Foto: Marco Borggreve for the Czech Philharmonic
Grafenegg, Auditorium 27. August 2021
Tschechische Philharmonie
Chefdirigent: Semyon Bychkov
Solist: Rudolf Buchbinder, Klavier
Johannes Brahms: Klavierkonzert Nr. 2 in B-Dur op. 83
Antonín Dvořák: Symphonie Nr. 8 in G-Dur op.88
von Herbert Hiess
Mit der großartigen Tschechischen Philharmonie konnte das Grafenegg Festival 2021 einen ersten wirklichen Höhepunkt verzeichnen. Bis auf den Abend „Bésame mucho“mit Juan Diego Flórez & Band am 24. Juli 2021 waren die Konzerte bis jetzt nicht wirklich „festivalverdächtig“.
Mit dem zweitägigen Gastspiel des Meisterorchesters aus Tschechien in Grafenegg hat sich das Blatt offenbar gewendet. Die Musiker haben mit Ihrem Chefdirigenten Semyon Bychkov bewiesen, dass dieses Ensemble zu den besten Orchester Europas – wenn nicht sogar weltweit – zählt. Zurückblickend auf eine traditionsreiche Kultur und Geschichte in der klassischen Musik, nicht zuletzt auch wegen der vorhergehenden Chefdirigenten, Václav Neumann und dem viel zu früh verstorbenen Jiří Bĕlohlávek.
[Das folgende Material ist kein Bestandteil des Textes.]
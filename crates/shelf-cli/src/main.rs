#![forbid(unsafe_code)]

fn main() {
    if let Err(error) = shelf_cli::run_from_env() {
        tracing::error!(target: "shelf.cli", %error, exit_code = error.exit_code(), "command failed");
        eprintln!("shelf: {error}");
        std::process::exit(error.exit_code());
    }
}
Mit Semyon Bychkov, seit 2018 Chefdirigent der Tschechischen Philharmonie, hat man die allerbeste Wahl getroffen. Der mehr als sympathische und unprätentiöse Musiker, den man nicht selten als „ewigen Gast“ belächelt hat, hat bei den tschechischen Philharmonikern eine musikalische Heimat gefunden und führt das Orchester mit Kompetenz, Musikalität und Souveränität zu singulären Spitzenereignissen. So wie bei den beiden Konzerten hier in Grafenegg 2021.
Am Vortag gab es eine mehr als denkwürdige fünfte Symphonie von Gustav Mahler. Und nun Brahms’ hochromantisches zweites Klavierkonzert und Dvořáks achte Symphonie, die offenbar ein Lieblingswerk von Stardirigenten – Herbert von Karajan hat damit oft brilliert – ist.
An diesem Abend zeigte Bychkov und seine exzellenten Musiker, wie man Dvořák zum Leben erwecken kann. Großartig die Holzbläser, das glänzende Blech und die hochpräzisen Streicher. Bychkov kostete jede Phrase aus; jeder Takt war eine wahre Freude anzuhören. Das Adagio war „tränentreibend“ und unvergesslich das Allegretto grazioso. Das Trio hätte man ewig hören können und vor allem in der Reprise vom Walzer zeigten Bychkov und die Tschechen, was ein pianissimo ist. Ganz unvergleichlich.
Zuvor zelebrierte Grafenegg-Intendant Rudolf Buchbinder Brahms’ monumentales zweites Klavierkonzert, das sowohl vom Aufbau als auch von der Komposition einzigartig ist. Im dritten Satz Andante wurde Lyrik pur zum Hören gebracht. Unglaublich der phänomenale Solocellist und seine Streicherkollegen – mit Buchbinder war das ein akustisches Fest. Und das finale Allegretto grazioso mit dem französisch anmutenden Walzer war ein wahres Erlebnis.
Wie vom Anfang an vermutet und erhofft (im Orchester war eine große Trommel aufgestellt, die in keinem der beiden Programmpunkte vorkommt), bedankte sich das Orchester mit zwei Zugaben. Zwei slawische Tänze aus op. 46. Erst Nr. 2 in e-moll, vor dem man sich normalerweise fürchtet, weil der allzu oft recht belanglos und uninteressant gebracht wird – hier war er einer der Höhepunkte des Konzertes. Es wurde zwar elegisch musiziert; aber niemals süßlich und kitschig. Großartig, wie sich bei den einzelnen Themen Holzbläser und Streicher quasi „die Hand gaben“. Keine Streicherfigur, keine Sequenz war irgendwie als Nebenstimme zu hören; jede war gleichberechtigt und ließ diesen Tanz fast neu hören. Und als furiose zweite Zugabe gab es Tanz Nr. 1, der einem fast vom Sessel riss.